*** SOURCE INFORMATION

//! Logical and physical CEC addresses
use std::{convert::TryFrom, fmt, str::FromStr};

use serde::{Deserialize, Serialize};

use crate::CecError;

/// A 4-bit logical address on the CEC bus (0 to 15 inclusively)
#[derive(Clone, Copy, Debug, PartialEq, Eq, PartialOrd, Ord, Hash, Serialize, Deserialize)]
#[serde(try_from = "u8", into = "u8")]
pub struct LogicalAddress(u8);

impl LogicalAddress {
    pub const TV: LogicalAddress = LogicalAddress(0);
    pub const RECORDING_DEVICE_1: LogicalAddress = LogicalAddress(1);
    pub const RECORDING_DEVICE_2: LogicalAddress = LogicalAddress(2);
    pub const TUNER_1: LogicalAddress = LogicalAddress(3);
    pub const PLAYBACK_DEVICE_1: LogicalAddress = LogicalAddress(4);
    pub const AUDIO_SYSTEM: LogicalAddress = LogicalAddress(5);
    pub const TUNER_2: LogicalAddress = LogicalAddress(6);
    pub const TUNER_3: LogicalAddress = LogicalAddress(7);
    pub const PLAYBACK_DEVICE_2: LogicalAddress = LogicalAddress(8);
    pub const RECORDING_DEVICE_3: LogicalAddress = LogicalAddress(9);
    pub const TUNER_4: LogicalAddress = LogicalAddress(10);
    pub const PLAYBACK_DEVICE_3: LogicalAddress = LogicalAddress(11);
    pub const RESERVED_1: LogicalAddress = LogicalAddress(12);
    pub const RESERVED_2: LogicalAddress = LogicalAddress(13);
    pub const FREE_USE: LogicalAddress = LogicalAddress(14);
    pub const UNREGISTERED: LogicalAddress = LogicalAddress(15);
    /// Same value as `UNREGISTERED`, used as a destination
    pub const BROADCAST: LogicalAddress = LogicalAddress(15);

    pub const MAX: u8 = 15;

    pub fn new(value: i64) -> Result<Self, CecError> {
        if (0..=Self::MAX as i64).contains(&value) {
            Ok(LogicalAddress(value as u8))
        } else {
            Err(CecError::InvalidLogicalAddress(value))
        }
    }

    /// Iterates over every valid logical address
    pub fn all() -> impl Iterator<Item = LogicalAddress> {
        (0..=Self::MAX).map(LogicalAddress)
    }

    pub fn value(self) -> u8 {
        self.0
    }

    /// Human readable role associated with this address
    pub fn role(self) -> &'static str {
        match self.0 {
            0 => "TV",
            1 => "Recorder 1",
            2 => "Recorder 2",
            3 => "Tuner 1",
            4 => "Playback 1",
            5 => "Audio",
            6 => "Tuner 2",
            7 => "Tuner 3",
            8 => "Playback 2",
            9 => "Recorder 3",
            10 => "Tuner 4",
            11 => "Playback 3",
            12 => "Reserved 1",
            13 => "Reserved 2",
            14 => "Free use",
            _ => "Broadcast",
        }
    }
}

impl TryFrom<u8> for LogicalAddress {
    type Error = CecError;

    fn try_from(value: u8) -> Result<Self, Self::Error> {
        Self::new(value as i64)
    }
}

impl From<LogicalAddress> for u8 {
    fn from(addr: LogicalAddress) -> Self {
        addr.0
    }
}

impl FromStr for LogicalAddress {
    type Err = CecError;

    fn from_str(s: &str) -> Result<Self, Self::Err> {
        let value: i64 = s
            .trim()
            .parse()
            .map_err(|_| CecError::UnparsableLogicalAddress(s.to_string()))?;
        Self::new(value)
    }
}

impl fmt::Display for LogicalAddress {
    fn fmt(&self, f: &mut fmt::Formatter<'_>) -> fmt::Result {
        write!(f, "{}", self.0)
    }
}

/// A physical (HDMI topology) address, written as `a.b.c.d` with one hex digit per level
#[derive(Clone, Copy, Debug, Default, PartialEq, Eq, Hash, Serialize, Deserialize)]
#[serde(into = "String", try_from = "String")]
pub struct PhysicalAddress(pub u16);

impl PhysicalAddress {
    /// Value reported by libcec when a device's address is unknown
    pub const INVALID: PhysicalAddress = PhysicalAddress(0xFFFF);

    pub fn nibbles(self) -> [u8; 4] {
        let v = self.0;
        [
            ((v >> 12) & 0xF) as u8,
            ((v >> 8) & 0xF) as u8,
            ((v >> 4) & 0xF) as u8,
            (v & 0xF) as u8,
        ]
    }
}

impl FromStr for PhysicalAddress {
    type Err = CecError;

    fn from_str(s: &str) -> Result<Self, Self::Err> {
        let invalid = || CecError::InvalidPhysicalAddress(s.to_string());

        let parts: Vec<_> = s.split('.').collect();
        if parts.len() != 4 {
            return Err(invalid());
        }

        let mut value: u16 = 0;
        for part in parts {
            let part = part.trim();
            // from_str_radix accepts a leading sign, which isn't a valid address part
            if part.is_empty() || part.starts_with('+') || part.starts_with('-') {
                return Err(invalid());
            }
            let nibble = u16::from_str_radix(part, 16).map_err(|_| invalid())?;
            if nibble > 0xF {
                return Err(invalid());
            }
            value = (value << 4) | nibble;
        }

        Ok(PhysicalAddress(value))
    }
}

impl TryFrom<String> for PhysicalAddress {
    type Error = CecError;

    fn try_from(value: String) -> Result<Self, Self::Error> {
        value.parse()
    }
}

impl From<PhysicalAddress> for String {
    fn from(addr: PhysicalAddress) -> Self {
        addr.to_string()
    }
}

impl fmt::Display for PhysicalAddress {
    fn fmt(&self, f: &mut fmt::Formatter<'_>) -> fmt::Result {
        let [a, b, c, d] = self.nibbles();
        write!(f, "{:x}.{:x}.{:x}.{:x}", a, b, c, d)
    }
}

******

## WHAT TO PRODUCE
Could you return the data above exactly as it stands?

## FINISHED TASK
//! Logical and physical CEC addresses
use std::{convert::TryFrom, fmt, str::FromStr};

use serde::{Deserialize, Serialize};

use crate::CecError;

/// A 4-bit logical address on the CEC bus (0 to 15 inclusively)
#[derive(Clone, Copy, Debug, PartialEq, Eq, PartialOrd, Ord, Hash, Serialize, Deserialize)]
#[serde(try_from = "u8", into = "u8")]
pub struct LogicalAddress(u8);

impl LogicalAddress {
    pub const TV: LogicalAddress = LogicalAddress(0);
    pub const RECORDING_DEVICE_1: LogicalAddress = LogicalAddress(1);
    pub const RECORDING_DEVICE_2: LogicalAddress = LogicalAddress(2);
    pub const TUNER_1: LogicalAddress = LogicalAddress(3);
    pub const PLAYBACK_DEVICE_1: LogicalAddress = LogicalAddress(4);
    pub const AUDIO_SYSTEM: LogicalAddress = LogicalAddress(5);
    pub const TUNER_2: LogicalAddress = LogicalAddress(6);
    pub const TUNER_3: LogicalAddress = LogicalAddress(7);
    pub const PLAYBACK_DEVICE_2: LogicalAddress = LogicalAddress(8);
    pub const RECORDING_DEVICE_3: LogicalAddress = LogicalAddress(9);
    pub const TUNER_4: LogicalAddress = LogicalAddress(10);
    pub const PLAYBACK_DEVICE_3: LogicalAddress = LogicalAddress(11);
    pub const RESERVED_1: LogicalAddress = LogicalAddress(12);
    pub const RESERVED_2: LogicalAddress = LogicalAddress(13);
    pub const FREE_USE: LogicalAddress = LogicalAddress(14);
    pub const UNREGISTERED: LogicalAddress = LogicalAddress(15);
    /// Same value as `UNREGISTERED`, used as a destination
    pub const BROADCAST: LogicalAddress = LogicalAddress(15);

    pub const MAX: u8 = 15;

    pub fn new(value: i64) -> Result<Self, CecError> {
        if (0..=Self::MAX as i64).contains(&value) {
            Ok(LogicalAddress(value as u8))
        } else {
            Err(CecError::InvalidLogicalAddress(value))
        }
    }

    /// Iterates over every valid logical address
    pub fn all() -> impl Iterator<Item = LogicalAddress> {
        (0..=Self::MAX).map(LogicalAddress)
    }

    pub fn value(self) -> u8 {
        self.0
    }

    /// Human readable role associated with this address
    pub fn role(self) -> &'static str {
        match self.0 {
            0 => "TV",
            1 => "Recorder 1",
            2 => "Recorder 2",
            3 => "Tuner 1",
            4 => "Playback 1",
            5 => "Audio",
            6 => "Tuner 2",
            7 => "Tuner 3",
            8 => "Playback 2",
            9 => "Recorder 3",
            10 => "Tuner 4",
            11 => "Playback 3",
            12 => "Reserved 1",
            13 => "Reserved 2",
            14 => "Free use",
            _ => "Broadcast",
        }
    }
}

impl TryFrom<u8> for LogicalAddress {
    type Error = CecError;

    fn try_from(value: u8) -> Result<Self, Self::Error> {
        Self::new(value as i64)
    }
}

impl From<LogicalAddress> for u8 {
    fn from(addr: LogicalAddress) -> Self {
        addr.0
    }
}

impl FromStr for LogicalAddress {
    type Err = CecError;

    fn from_str(s: &str) -> Result<Self, Self::Err> {
        let value: i64 = s
            .trim()
            .parse()
            .map_err(|_| CecError::UnparsableLogicalAddress(s.to_string()))?;
        Self::new(value)
    }
}

impl fmt::Display for LogicalAddress {
    fn fmt(&self, f: &mut fmt::Formatter<'_>) -> fmt::Result {
        write!(f, "{}", self.0)
    }
}

/// A physical (HDMI topology) address, written as `a.b.c.d` with one hex digit per level
#[derive(Clone, Copy, Debug, Default, PartialEq, Eq, Hash, Serialize, Deserialize)]
#[serde(into = "String", try_from = "String")]
pub struct PhysicalAddress(pub u16);

impl PhysicalAddress {
    /// Value reported by libcec when a device's address is unknown
    pub const INVALID: PhysicalAddress = PhysicalAddress(0xFFFF);

    pub fn nibbles(self) -> [u8; 4] {
        let v = self.0;
        [
            ((v >> 12) & 0xF) as u8,
            ((v >> 8) & 0xF) as u8,
            ((v >> 4) & 0xF) as u8,
            (v & 0xF) as u8,
        ]
    }
}

impl FromStr for PhysicalAddress {
    type Err = CecError;

    fn from_str(s: &str) -> Result<Self, Self::Err> {
        let invalid = || CecError::InvalidPhysicalAddress(s.to_string());

        let parts: Vec<_> = s.split('.').collect();
        if parts.len() != 4 {
            return Err(invalid());
        }

        let mut value: u16 = 0;
        for part in parts {
            let part = part.trim();
            // from_str_radix accepts a leading sign, which isn't a valid address part
            if part.is_empty() || part.starts_with('+') || part.starts_with('-') {
                return Err(invalid());
            }
            let nibble = u16::from_str_radix(part, 16).map_err(|_| invalid())?;
            if nibble > 0xF {
                return Err(invalid());
            }
            value = (value << 4) | nibble;
        }

        Ok(PhysicalAddress(value))
    }
}

impl TryFrom<String> for PhysicalAddress {
    type Error = CecError;

    fn try_from(value: String) -> Result<Self, Self::Error> {
        value.parse()
    }
}

impl From<PhysicalAddress> for String {
    fn from(addr: PhysicalAddress) -> Self {
        addr.to_string()
    }
}

impl fmt::Display for PhysicalAddress {
    fn fmt(&self, f: &mut fmt::Formatter<'_>) -> fmt::Result {
        let [a, b, c, d] = self.nibbles();
        write!(f, "{:x}.{:x}.{:x}.{:x}", a, b, c, d)
    }
}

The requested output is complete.